On Tue, 2020-04-28 at 16:53 +0530, Madhuparna Bhowmik wrote:
> On Mon, Apr 27, 2020 at 08:58:26PM -0400, Mimi Zohar wrote:
> > [Cc'ing Matthew Garrett)
> >
> > Hi Madhuparna,
> >
> > On Sat, 2020-04-25 at 16:33 +0530, Madhuparna Bhowmik wrote:
> > > Hi,
> > >
> > > This is regarding the warning reported by kernel test bot regarding
> > > suspicious RCU usage.
> > > Using a simple git grep, I can only see the following usage of RCU:
> > >
> > > evm_crypto.c: list_for_each_entry_rcu(xattr, &evm_config_xattrnames,
> > > list) {
> > > evm_main.c: list_for_each_entry_rcu(xattr, &evm_config_xattrnames,
> > > list) {
> > > evm_main.c: list_for_each_entry_rcu(xattr, &evm_config_xattrnames,
> > > list) {
> > > evm_secfs.c: list_add_tail_rcu(&xattr->list, &evm_config_xattrnames);
> > >
> > > So, the evm_config_xattrnames list is traversed using
> > > list_for_each_entry_rcu() but without the protection of rcu_read_lock()?
> > > If these are not really RCU read-side CS, and other locks are held then
> > > there is no need to use list_for_each_entry_rcu().
> > > And maybe we can completely remove the usage of rcu primitives here.

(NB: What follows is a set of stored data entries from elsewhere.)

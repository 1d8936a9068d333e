//! Test utilities for navigation guard tests
//!
//! Provides a mounted in-memory application, DOM fakes for link clicks and
//! unload events, and small guard helpers.

#![allow(dead_code)]

use futures::executor::LocalPool;
use navigation_guard::*;
use std::cell::{Cell, RefCell};
use std::collections::HashMap;
use std::rc::Rc;

/// Route test logs through `env_logger`; safe to call from every test.
pub fn init_logging() {
    let _ = env_logger::builder().is_test(true).try_init();
}

/// A provider mounted over an in-memory history and router.
pub struct TestApp {
    pub history: MemoryHistory,
    pub router: Rc<MemoryRouter>,
    pub pool: LocalPool,
    pub provider: NavigationGuardProvider,
}

impl TestApp {
    /// Mount at `urls[0]` and push the remaining URLs before mounting.
    pub fn new(urls: &[&str]) -> Self {
        Self::with_config(urls, InterceptConfig::default())
    }

    pub fn with_config(urls: &[&str], config: InterceptConfig) -> Self {
        init_logging();
        let history = MemoryHistory::new(urls[0]);
        for url in &urls[1..] {
            history.push_state(*url);
        }
        let router = Rc::new(MemoryRouter::new(history.clone()));
        let pool = LocalPool::new();
        let provider = NavigationGuardProvider::builder(Rc::new(pool.spawner()))
            .config(config)
            .router(router.clone())
            .location(router.clone())
            .history(Rc::new(history.clone()))
            .build();
        Self {
            history,
            router,
            pool,
            provider,
        }
    }

    pub fn scope(&self) -> GuardScope {
        self.provider.scope()
    }

    pub fn push(&self, href: &str) {
        self.provider
            .router()
            .expect("router configured")
            .push(href, NavigateOptions::default());
    }

    /// Run spawned evaluations and deliver queued `popstate` events until
    /// nothing is left to do.
    pub fn settle(&mut self) {
        loop {
            self.pool.run_until_stalled();
            if self.history.flush() == 0 {
                break;
            }
        }
    }

    pub fn url(&self) -> String {
        self.history.current_url()
    }
}

/// Guard options whose confirm callback counts calls and answers `answer`.
pub fn counting(answer: bool) -> (GuardOptions, Rc<Cell<usize>>) {
    let calls = Rc::new(Cell::new(0));
    let counter = calls.clone();
    let options = GuardOptions::new().confirm(move |_| {
        counter.set(counter.get() + 1);
        answer.into()
    });
    (options, calls)
}

/// Guard options recording every attempt it is asked about.
pub fn recording(answer: bool) -> (GuardOptions, Rc<RefCell<Vec<NavigationAttempt>>>) {
    let seen = Rc::new(RefCell::new(Vec::new()));
    let record = seen.clone();
    let options = GuardOptions::new().confirm(move |attempt| {
        record.borrow_mut().push(attempt.clone());
        answer.into()
    });
    (options, seen)
}

// ============================================================================
// DOM fakes
// ============================================================================

#[derive(Clone, Default)]
pub struct FakeAnchor {
    attributes: Rc<RefCell<HashMap<String, String>>>,
}

impl FakeAnchor {
    pub fn new(attributes: &[(&str, &str)]) -> Self {
        let anchor = Self::default();
        for (name, value) in attributes {
            anchor.set_attribute(name, value);
        }
        anchor
    }

    pub fn link(href: &str) -> Self {
        Self::new(&[("href", href)])
    }
}

impl AnchorElement for FakeAnchor {
    fn attribute(&self, name: &str) -> Option<String> {
        self.attributes.borrow().get(name).cloned()
    }

    fn set_attribute(&self, name: &str, value: &str) {
        self.attributes
            .borrow_mut()
            .insert(name.to_string(), value.to_string());
    }

    fn remove_attribute(&self, name: &str) {
        self.attributes.borrow_mut().remove(name);
    }
}

pub struct FakeClick {
    pub anchor: FakeAnchor,
    pub modifiers: Modifiers,
    pub suppressed: Cell<bool>,
}

impl FakeClick {
    pub fn on(anchor: &FakeAnchor) -> Self {
        Self {
            anchor: anchor.clone(),
            modifiers: Modifiers::default(),
            suppressed: Cell::new(false),
        }
    }
}

impl ClickEvent for FakeClick {
    type Anchor = FakeAnchor;

    fn anchor(&self) -> Option<FakeAnchor> {
        Some(self.anchor.clone())
    }

    fn button(&self) -> i16 {
        0
    }

    fn modifiers(&self) -> Modifiers {
        self.modifiers
    }

    fn suppress(&self) {
        self.suppressed.set(true);
    }
}

#[derive(Default)]
pub struct FakeUnload {
    pub prevented: Cell<bool>,
    pub message: RefCell<Option<String>>,
}

impl BeforeUnload for FakeUnload {
    fn prevent_default(&self) {
        self.prevented.set(true);
    }

    fn set_return_value(&self, message: &str) {
        *self.message.borrow_mut() = Some(message.to_string());
    }
}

> > > Or if there is a bug and rcu_read_lock() should be held, please let me know
> > > and I can try fixing this.
> >
> > Thank you for forwarding this report. The list of EVM xattrs is
> > protected by the xattr_list_mutex, which is used when reading or
> > appending to the EVM list itself. Entries in the list can not be
> > removed.
> >
> Hi Mimi,
>
> Thank you for your reply.
> So, if the list is protected by xattr_list mutex and it is used during
> both reading and writing to the list, can we remove the usage of RCU
> here?
I should have said the mutex is used when cat'ing the securityfs file
(security/integrity/evm/evm_xattrs) and when adding to the list, but
not in the above cases when walking the list.
> Since the read side critical section is already protected by the
> xattr_list mutex, we do not need list_for_each_entry_rcu() to read the
> list. Also, we can just simply add to the list using list_add_tail(),
> RCU primitives are not really required here.
>
> Please let me know is this is fine, and I can send a patch removing the
> usage of RCU here.
Matthew, please correct me if I'm wrong, the reason it is safe, is not
because there is a mutex, but because entries are never removed from
the list.
Mimi
> > The examples, above, are all readers, which walk the EVM xattr list in
> > order to calculate or verify a file's security.evm xattr.